Poor guy. I think he is just getting old. Bettas live to be 2 or 3 years old and are already about a year when we buy them. Just keep his water clean and warm to help him recover. It is possible that he will continue to have trouble surfacing. It sounds like his swim bladder has failed. The swim bladder controls equilibrium and enables the fish to float up in the water. It has to heal on it's own, but often does not work again. He is probably not suffering in any way, he just sinks to the bottom. There is no medication that will really help but you could try the antibiotic "Maracyn 2" if you want to. Sometimes swim bladder problems are caused by internal bacterial infection and maracyn 2 absorbs inside the fish to treat it. Others only treat the outside of the fish.

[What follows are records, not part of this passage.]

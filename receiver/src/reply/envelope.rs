//! Delivery body envelope: `{"event", "data", "ts", "session"}`.

use serde::Deserialize;
use serde_json::Value;

/// JSON envelope wrapping every delivery.
///
/// Parsed leniently and only after the signature has verified over the
/// raw bytes; a body that fails to parse yields an empty envelope.
#[derive(Debug, Clone, Default, Deserialize)]
pub struct Envelope {
    #[serde(default)]
    pub event: Option<String>,
    #[serde(default)]
    pub data: Value,
    #[serde(default)]
    pub ts: Value,
    #[serde(default)]
    pub session: Value,
}

impl Envelope {
    pub fn from_body(body: &[u8]) -> Self {
        serde_json::from_slice(body).unwrap_or_default()
    }

    /// `data.text`, trimmed and lowercased.
    pub fn text_command(&self) -> Option<String> {
        self.data
            .get("text")
            .and_then(Value::as_str)
            .map(|t| t.trim().to_lowercase())
    }

    /// `data.sender.chatId`, the chat a reply should go to.
    pub fn sender_chat(&self) -> Option<&str> {
        self.data
            .get("sender")
            .and_then(|s| s.get("chatId"))
            .and_then(Value::as_str)
            .filter(|s| !s.is_empty())
    }

    /// `data.message.key`, identifying the received message.
    pub fn message_key(&self) -> Option<&Value> {
        self.data
            .get("message")
            .and_then(|m| m.get("key"))
            .filter(|k| !k.is_null())
    }

    pub fn session_id(&self) -> Option<&str> {
        self.session.get("id").and_then(Value::as_str)
    }
}
//! Rejection reasons surfaced to webhook senders.

use axum::{
    http::StatusCode,
    response::{IntoResponse, Response},
    Json,
};
use serde::Serialize;
use thiserror::Error;

/// Why a delivery was refused.
///
/// A wrong secret, wrong algorithm or wrong username all surface as
/// `BadSignature`. A stale timestamp is only reported once the signature
/// has verified.
#[derive(Error, Debug, Clone, Copy, PartialEq, Eq)]
pub enum RejectReason {
    #[error("bad signature")]
    BadSignature,

    #[error("stale timestamp")]
    StaleTimestamp,
}

impl RejectReason {
    pub fn status(&self) -> StatusCode {
        StatusCode::UNAUTHORIZED
    }
}

/// Body sent with a rejection: `{"ok":false,"error":"..."}`.
#[derive(Debug, Serialize)]
pub struct RejectBody {
    pub ok: bool,
    pub error: String,
}

impl IntoResponse for RejectReason {
    fn into_response(self) -> Response {
        let body = RejectBody {
            ok: false,
            error: self.to_string(),
        };
        (self.status(), Json(body)).into_response()
    }
}
//! Keyed digest computation (RFC 2104 HMAC over SHA-2).

use hmac::digest::{InvalidLength, KeyInit};
use hmac::{Hmac, Mac};
use sha2::{Sha224, Sha256, Sha384, Sha512};

use super::algorithm::HashAlgorithm;

type HmacSha224 = Hmac<Sha224>;
type HmacSha256 = Hmac<Sha256>;
type HmacSha384 = Hmac<Sha384>;
type HmacSha512 = Hmac<Sha512>;

/// Compute the lowercase hex HMAC of `message` under `key`.
///
/// The output is byte-for-byte what any standard HMAC implementation
/// produces for the same family, key and message, which is what lets
/// senders written in other languages interoperate.
///
/// HMAC accepts keys of any length, so the error arm only exists because
/// the underlying constructor is fallible in general.
pub fn hmac_hex(
    algorithm: HashAlgorithm,
    key: &[u8],
    message: &[u8],
) -> Result<String, InvalidLength> {
    match algorithm {
        HashAlgorithm::Sha224 => keyed_hex::<HmacSha224>(key, message),
        HashAlgorithm::Sha256 => keyed_hex::<HmacSha256>(key, message),
        HashAlgorithm::Sha384 => keyed_hex::<HmacSha384>(key, message),
        HashAlgorithm::Sha512 => keyed_hex::<HmacSha512>(key, message),
    }
}

fn keyed_hex<M: Mac + KeyInit>(key: &[u8], message: &[u8]) -> Result<String, InvalidLength> {
    let mut mac = <M as KeyInit>::new_from_slice(key)?;
    mac.update(message);
    Ok(hex::encode(mac.finalize().into_bytes()))
}
//! Webhook signature verification.
//!
//! Deliveries carry `X-WAREST-Signature: <label>=<hex>`, an HMAC over the
//! raw body keyed with `secret || username`. The pieces, leaf first:
//!
//! ```text
//! algorithm ─┐
//! digest ────┼─> verifier (tries every secret) ─> replay (freshness, optional)
//! compare ───┘
//! ```
//!
//! Everything here is synchronous, allocation-light and free of shared
//! mutable state, so verifiers can be shared across requests behind an `Arc`.

pub mod algorithm;
pub mod compare;
pub mod digest;
pub mod header;
pub mod replay;
pub mod secrets;
pub mod verifier;

pub use algorithm::HashAlgorithm;
pub use compare::constant_time_eq;
pub use digest::hmac_hex;
pub use header::SignatureHeader;
pub use replay::{now_millis, ReplayGuard, DEFAULT_TOLERANCE_SECS};
pub use secrets::{derive_key, SecretSet, DEFAULT_SECRET};
pub use verifier::{sign, SignatureVerifier, SignedRequest, WebhookAuth};
//! Timestamp freshness check for signed deliveries.
//!
//! This bounds how long a captured request stays usable; it does not
//! remember what it has seen, so an identical request replayed inside the
//! window is still accepted. Closing that gap needs persisted nonce state
//! and a sender-side change.

use std::time::{SystemTime, UNIX_EPOCH};

use tracing::warn;

/// Tolerance applied when none (or zero) is configured.
pub const DEFAULT_TOLERANCE_SECS: u64 = 300;

/// Rejects deliveries whose `X-WAREST-Timestamp` is too far from now.
#[derive(Debug, Clone, Copy, PartialEq, Eq)]
pub struct ReplayGuard {
    tolerance_secs: u64,
}

impl ReplayGuard {
    /// Create a guard; a tolerance of zero means [`DEFAULT_TOLERANCE_SECS`].
    pub fn new(tolerance_secs: u64) -> Self {
        let tolerance_secs = if tolerance_secs == 0 {
            DEFAULT_TOLERANCE_SECS
        } else {
            tolerance_secs
        };
        Self { tolerance_secs }
    }

    pub fn tolerance_secs(&self) -> u64 {
        self.tolerance_secs
    }

    /// Check a raw timestamp header (milliseconds since epoch) against `now_ms`.
    ///
    /// Missing, unparseable and zero timestamps are all stale. Timestamps
    /// from the future are judged by the same absolute distance.
    pub fn is_fresh(&self, timestamp: Option<&str>, now_ms: i64) -> bool {
        let timestamp_ms = timestamp.map(parse_timestamp).unwrap_or(0);
        if timestamp_ms == 0 {
            warn!(has_timestamp = timestamp.is_some(), "timestamp_missing");
            return false;
        }

        let skew_ms = now_ms.abs_diff(timestamp_ms);
        let tolerance_ms = self.tolerance_secs.saturating_mul(1000);
        if skew_ms > tolerance_ms {
            warn!(
                timestamp_ms = timestamp_ms,
                now_ms = now_ms,
                skew_ms = skew_ms,
                tolerance_secs = self.tolerance_secs,
                "timestamp_stale"
            );
            return false;
        }

        true
    }
}

impl Default for ReplayGuard {
    fn default() -> Self {
        Self::new(DEFAULT_TOLERANCE_SECS)
    }
}

/// Parse a millisecond timestamp header; anything unparseable becomes 0.
pub fn parse_timestamp(raw: &str) -> i64 {
    raw.trim().parse().unwrap_or(0)
}

/// Current wall-clock time in milliseconds since the Unix epoch.
pub fn now_millis() -> i64 {
    SystemTime::now()
        .duration_since(UNIX_EPOCH)
        .unwrap_or_default()
        .as_millis() as i64
}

Salt is added only to water when making a water change, but not when replacing evaporated water. When water evaporated, the salt is still in the tank. Replace 25% of the tank water weekly and add 1/2 teaspoon of salt per gallon of replaced water. If you replace 1 gallon of tank water, add 1/2 teaspoon of salt. Tap water is what he needs. Distilled has no minerals and other trace elements so it could make fish weak and prone to disease. Just use a good water condtioner and the water will be instantly safe for him. It is better if you do weekly changes instead of cleaning out the whole tank every so often. It is too much of a shock. Be sure the new water is the same temperature is the same as the old water to prevent temperature shock too.